**WHAT YOU HAVE TO DO**
For the word "since", find each line in the entries where it occurs and copy that line.

(Beginning of SUPPLIED INFORMATION)

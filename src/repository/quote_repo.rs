use async_trait::async_trait;
use bson::{doc, Bson, Document};
use chrono::{DateTime, Utc};
use futures::stream::TryStreamExt;
use mongodb::options::{FindOneAndUpdateOptions, FindOptions, IndexOptions, ReturnDocument};
use mongodb::{Collection, Database, IndexModel};
use serde::Deserialize;
use tokio::sync::RwLock;
use tracing::{debug, error, info, warn};
use uuid::Uuid;

use crate::config::mongo_conf::MongoConfig;
use crate::dto::quote_dto::{QuoteFilter, QuoteQuery, StatusFilter, PAGE_SIZE};
use crate::model::quote::{NewQuote, Quote};
use crate::model::quote_status::{QuoteStatus, StatusValue};
use crate::model::timestamp::format_timestamp;
use crate::repository::repository_error::{RepositoryError, RepositoryResult};

/// Fields matched by the free-text search.
const SEARCH_FIELDS: [&str; 4] = [
    "customer_first_name",
    "customer_last_name",
    "customer_email",
    "customer_phone",
];

const CASE_ID_COUNTER: &str = "quote_case_id";

#[async_trait]
pub trait QuoteRepository: Send + Sync {
    /// One window of `PAGE_SIZE` rows, newest first, plus the count of all matching rows.
    async fn find_page(&self, query: &QuoteQuery) -> RepositoryResult<(Vec<Quote>, u64)>;
    /// Every matching row, newest first.
    async fn find_all(&self, filter: &QuoteFilter) -> RepositoryResult<Vec<Quote>>;
    async fn get_by_id(&self, id: &str) -> RepositoryResult<Quote>;
    async fn update_status(&self, id: &str, status: QuoteStatus, updated_at: DateTime<Utc>) -> RepositoryResult<()>;
    /// Removes the row and hands it back.
    async fn delete_returning(&self, id: &str) -> RepositoryResult<Quote>;
    /// The status column of the whole table.
    async fn list_statuses(&self) -> RepositoryResult<Vec<StatusValue>>;
    /// Rows created at or after `since`, oldest first.
    async fn find_created_since(&self, since: DateTime<Utc>) -> RepositoryResult<Vec<Quote>>;
    async fn find_excluding_status(&self, status: QuoteStatus) -> RepositoryResult<Vec<Quote>>;
    async fn insert(&self, quote: NewQuote) -> RepositoryResult<Quote>;
}

pub struct MongoQuoteRepository {
    collection: Collection<Quote>,
    counters: Collection<Document>,
}

#[derive(Debug, Deserialize)]
struct StatusRow {
    #[serde(default)]
    status: Option<StatusValue>,
}

/// Escapes regex metacharacters so the search term matches literally.
pub fn escape_regex(term: &str) -> String {
    let mut escaped = String::with_capacity(term.len());
    for c in term.chars() {
        if "\\.^$|?*+()[]{}-/".contains(c) {
            escaped.push('\\');
        }
        escaped.push(c);
    }
    escaped
}

/// Translates a filter into a MongoDB query document.
pub fn filter_document(filter: &QuoteFilter) -> Document {
    let mut query = Document::new();

    if let StatusFilter::Only(status) = filter.status {
        query.insert("status", status.as_str());
    }

    let (from, to) = filter.created_bounds();
    let mut range = Document::new();
    if let Some(from) = from {
        range.insert("$gte", format_timestamp(&from));
    }
    if let Some(to) = to {
        range.insert("$lte", format_timestamp(&to));
    }
    if !range.is_empty() {
        query.insert("created_at", range);
    }

    if let Some(term) = filter.search_term() {
        let pattern = escape_regex(term);
        let clauses: Vec<Bson> = SEARCH_FIELDS
            .iter()
            .map(|field| {
                let mut clause = Document::new();
                clause.insert(*field, doc! { "$regex": pattern.as_str(), "$options": "i" });
                Bson::Document(clause)
            })
            .collect();
        query.insert("$or", clauses);
    }

    query
}

impl MongoQuoteRepository {
    pub fn new(db: &Database, config: &MongoConfig) -> Self {
        MongoQuoteRepository {
            collection: db.collection::<Quote>(&config.quote_collection),
            counters: db.collection::<Document>("counters"),
        }
    }

    /// Indexes backing the list ordering and the status filter.
    pub async fn ensure_indexes(&self) -> RepositoryResult<()> {
        let indexes = vec![
            IndexModel::builder().keys(doc! { "created_at": -1 }).build(),
            IndexModel::builder().keys(doc! { "status": 1 }).build(),
            IndexModel::builder()
                .keys(doc! { "case_id": 1 })
                .options(IndexOptions::builder().unique(true).build())
                .build(),
        ];
        self.collection.create_indexes(indexes, None).await?;
        info!("Quote indexes ensured");
        Ok(())
    }

    async fn next_case_id(&self) -> RepositoryResult<i64> {
        let options = FindOneAndUpdateOptions::builder()
            .upsert(true)
            .return_document(ReturnDocument::After)
            .build();
        let counter = self
            .counters
            .find_one_and_update(doc! { "_id": CASE_ID_COUNTER }, doc! { "$inc": { "seq": 1_i64 } }, options)
            .await?
            .ok_or_else(|| RepositoryError::database("Case id counter was not created"))?;
        counter
            .get_i64("seq")
            .map_err(|e| RepositoryError::serialization(format!("Invalid case id counter: {}", e)))
    }

    async fn collect(&self, filter: Document, options: FindOptions) -> RepositoryResult<Vec<Quote>> {
        let cursor = self.collection.find(filter, options).await?;
        cursor.try_collect().await.map_err(|e| {
            error!("Failed to read quotes from cursor: {}", e);
            RepositoryError::serialization(format!("Failed to deserialize quote: {}", e))
        })
    }
}

#[async_trait]
impl QuoteRepository for MongoQuoteRepository {
    #[tracing::instrument(skip(self), fields(page = query.page))]
    async fn find_page(&self, query: &QuoteQuery) -> RepositoryResult<(Vec<Quote>, u64)> {
        let filter = filter_document(&query.filter);
        debug!(filter = %filter, "Querying quote page");

        let options = FindOptions::builder()
            .sort(doc! { "created_at": -1 })
            .skip(query.offset())
            .limit(PAGE_SIZE as i64)
            .build();
        let quotes = self.collect(filter.clone(), options).await?;

        let total = match self.collection.count_documents(filter, None).await {
            Ok(total) => total,
            Err(e) => {
                error!("Failed to count quotes: {}", e);
                return Err(RepositoryError::database(format!("Failed to count quotes: {}", e)));
            }
        };

        info!("Fetched {} quotes of {} matching", quotes.len(), total);
        Ok((quotes, total))
    }

    #[tracing::instrument(skip(self))]
    async fn find_all(&self, filter: &QuoteFilter) -> RepositoryResult<Vec<Quote>> {
        let options = FindOptions::builder().sort(doc! { "created_at": -1 }).build();
        let quotes = self.collect(filter_document(filter), options).await?;
        info!("Fetched {} quotes for export", quotes.len());
        Ok(quotes)
    }

    #[tracing::instrument(skip(self), fields(id = %id))]
    async fn get_by_id(&self, id: &str) -> RepositoryResult<Quote> {
        match self.collection.find_one(doc! { "_id": id }, None).await {
            Ok(Some(quote)) => Ok(quote),
            Ok(None) => {
                warn!("Quote not found for ID: {}", id);
                Err(RepositoryError::not_found(format!("Quote not found for ID: {}", id)))
            }
            Err(e) => {
                error!("Failed to fetch quote by ID: {}", e);
                Err(RepositoryError::database(format!("Failed to fetch quote by ID: {}", e)))
            }
        }
    }

    #[tracing::instrument(skip(self), fields(id = %id, status = %status))]
    async fn update_status(&self, id: &str, status: QuoteStatus, updated_at: DateTime<Utc>) -> RepositoryResult<()> {
        let update = doc! {
            "$set": { "status": status.as_str(), "updated_at": format_timestamp(&updated_at) }
        };
        match self.collection.update_one(doc! { "_id": id }, update, None).await {
            Ok(result) if result.matched_count > 0 => {
                info!("Quote status updated for ID: {}", id);
                Ok(())
            }
            Ok(_) => {
                warn!("No quote found to update status for ID: {}", id);
                Err(RepositoryError::not_found(format!("No quote found to update status for ID: {}", id)))
            }
            Err(e) => {
                error!("Failed to update quote status: {}", e);
                Err(RepositoryError::database(format!("Failed to update quote status: {}", e)))
            }
        }
    }

    #[tracing::instrument(skip(self), fields(id = %id))]
    async fn delete_returning(&self, id: &str) -> RepositoryResult<Quote> {
        match self.collection.find_one_and_delete(doc! { "_id": id }, None).await {
            Ok(Some(quote)) => {
                info!("Quote deleted for ID: {}", id);
                Ok(quote)
            }
            Ok(None) => {
                warn!("No quote found to delete for ID: {}", id);
                Err(RepositoryError::not_found(format!("No quote found to delete for ID: {}", id)))
            }
            Err(e) => {
                error!("Failed to delete quote: {}", e);
                Err(RepositoryError::database(format!("Failed to delete quote: {}", e)))
            }
        }
    }

    #[tracing::instrument(skip(self))]
    async fn list_statuses(&self) -> RepositoryResult<Vec<StatusValue>> {
        let options = FindOptions::builder().projection(doc! { "status": 1, "_id": 0 }).build();
        let cursor = self.collection.clone_with_type::<StatusRow>().find(None, options).await?;
        let rows: Vec<StatusRow> = cursor.try_collect().await?;
        debug!("Read {} status values", rows.len());
        Ok(rows
            .into_iter()
            .map(|row| row.status.unwrap_or_else(|| StatusValue::Unrecognized(String::new())))
            .collect())
    }

    #[tracing::instrument(skip(self), fields(since = %since))]
    async fn find_created_since(&self, since: DateTime<Utc>) -> RepositoryResult<Vec<Quote>> {
        let options = FindOptions::builder().sort(doc! { "created_at": 1 }).build();
        self.collect(doc! { "created_at": { "$gte": format_timestamp(&since) } }, options)
            .await
    }

    #[tracing::instrument(skip(self), fields(status = %status))]
    async fn find_excluding_status(&self, status: QuoteStatus) -> RepositoryResult<Vec<Quote>> {
        self.collect(doc! { "status": { "$ne": status.as_str() } }, FindOptions::default())
            .await
    }

    #[tracing::instrument(skip(self, quote), fields(email = %quote.customer_email))]
    async fn insert(&self, quote: NewQuote) -> RepositoryResult<Quote> {
        let case_id = self.next_case_id().await?;
        let quote = quote.into_quote(Uuid::new_v4().to_string(), case_id, Utc::now());
        match self.collection.insert_one(&quote, None).await {
            Ok(_) => {
                info!(case_id, "Quote recorded");
                Ok(quote)
            }
            Err(e) => {
                error!("Failed to insert quote: {}", e);
                Err(e.into())
            }
        }
    }
}

/// Process-local quote store with the same observable behaviour as the MongoDB one.
#[derive(Default)]
pub struct InMemoryQuoteRepository {
    inner: RwLock<InMemoryQuotes>,
}

#[derive(Default)]
struct InMemoryQuotes {
    quotes: Vec<Quote>,
    last_case_id: i64,
}

impl InMemoryQuoteRepository {
    pub fn new() -> Self {
        Self::default()
    }

    /// Seeds the store with pre-built rows (ids and case ids are kept as given).
    pub fn with_quotes(quotes: Vec<Quote>) -> Self {
        let last_case_id = quotes.iter().map(|q| q.case_id).max().unwrap_or(0);
        InMemoryQuoteRepository {
            inner: RwLock::new(InMemoryQuotes { quotes, last_case_id }),
        }
    }
}

fn newest_first(mut quotes: Vec<Quote>) -> Vec<Quote> {
    quotes.sort_by(|a, b| b.created_at.cmp(&a.created_at));
    quotes
}

#[async_trait]
impl QuoteRepository for InMemoryQuoteRepository {
    async fn find_page(&self, query: &QuoteQuery) -> RepositoryResult<(Vec<Quote>, u64)> {
        let matching = self.find_all(&query.filter).await?;
        let total = matching.len() as u64;
        let page = matching
            .into_iter()
            .skip(query.offset() as usize)
            .take(PAGE_SIZE as usize)
            .collect();
        Ok((page, total))
    }

    async fn find_all(&self, filter: &QuoteFilter) -> RepositoryResult<Vec<Quote>> {
        let inner = self.inner.read().await;
        let matching = inner.quotes.iter().filter(|q| filter.matches(q)).cloned().collect();
        Ok(newest_first(matching))
    }

    async fn get_by_id(&self, id: &str) -> RepositoryResult<Quote> {
        let inner = self.inner.read().await;
        inner
            .quotes
            .iter()
            .find(|q| q.id == id)
            .cloned()
            .ok_or_else(|| RepositoryError::not_found(format!("Quote not found for ID: {}", id)))
    }

    async fn update_status(&self, id: &str, status: QuoteStatus, updated_at: DateTime<Utc>) -> RepositoryResult<()> {
        let mut inner = self.inner.write().await;
        let quote = inner
            .quotes
            .iter_mut()
            .find(|q| q.id == id)
            .ok_or_else(|| RepositoryError::not_found(format!("No quote found to update status for ID: {}", id)))?;
        quote.status = StatusValue::Known(status);
        quote.updated_at = updated_at;
        Ok(())
    }

    async fn delete_returning(&self, id: &str) -> RepositoryResult<Quote> {
        let mut inner = self.inner.write().await;
        let position = inner
            .quotes
            .iter()
            .position(|q| q.id == id)
            .ok_or_else(|| RepositoryError::not_found(format!("No quote found to delete for ID: {}", id)))?;
        Ok(inner.quotes.remove(position))
    }

    async fn list_statuses(&self) -> RepositoryResult<Vec<StatusValue>> {
        let inner = self.inner.read().await;
        Ok(inner.quotes.iter().map(|q| q.status.clone()).collect())
    }

    async fn find_created_since(&self, since: DateTime<Utc>) -> RepositoryResult<Vec<Quote>> {
        let inner = self.inner.read().await;
        let mut quotes: Vec<Quote> = inner.quotes.iter().filter(|q| q.created_at >= since).cloned().collect();
        quotes.sort_by(|a, b| a.created_at.cmp(&b.created_at));
        Ok(quotes)
    }

    async fn find_excluding_status(&self, status: QuoteStatus) -> RepositoryResult<Vec<Quote>> {
        let inner = self.inner.read().await;
        Ok(inner
            .quotes
            .iter()
            .filter(|q| q.status.known() != Some(status))
            .cloned()
            .collect())
    }

    async fn insert(&self, quote: NewQuote) -> RepositoryResult<Quote> {
        let mut inner = self.inner.write().await;
        inner.last_case_id += 1;
        let quote = quote.into_quote(Uuid::new_v4().to_string(), inner.last_case_id, Utc::now());
        inner.quotes.push(quote.clone());
        Ok(quote)
    }
}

(End of SUPPLIED INFORMATION)

**SOLVED EXERCISE**
    /// Rows created at or after `since`, oldest first.
    async fn find_created_since(&self, since: DateTime<Utc>) -> RepositoryResult<Vec<Quote>>;
    #[tracing::instrument(skip(self), fields(since = %since))]
    async fn find_created_since(&self, since: DateTime<Utc>) -> RepositoryResult<Vec<Quote>> {
        self.collect(doc! { "created_at": { "$gte": format_timestamp(&since) } }, options)
    async fn find_created_since(&self, since: DateTime<Utc>) -> RepositoryResult<Vec<Quote>> {
        let mut quotes: Vec<Quote> = inner.quotes.iter().filter(|q| q.created_at >= since).cloned().collect();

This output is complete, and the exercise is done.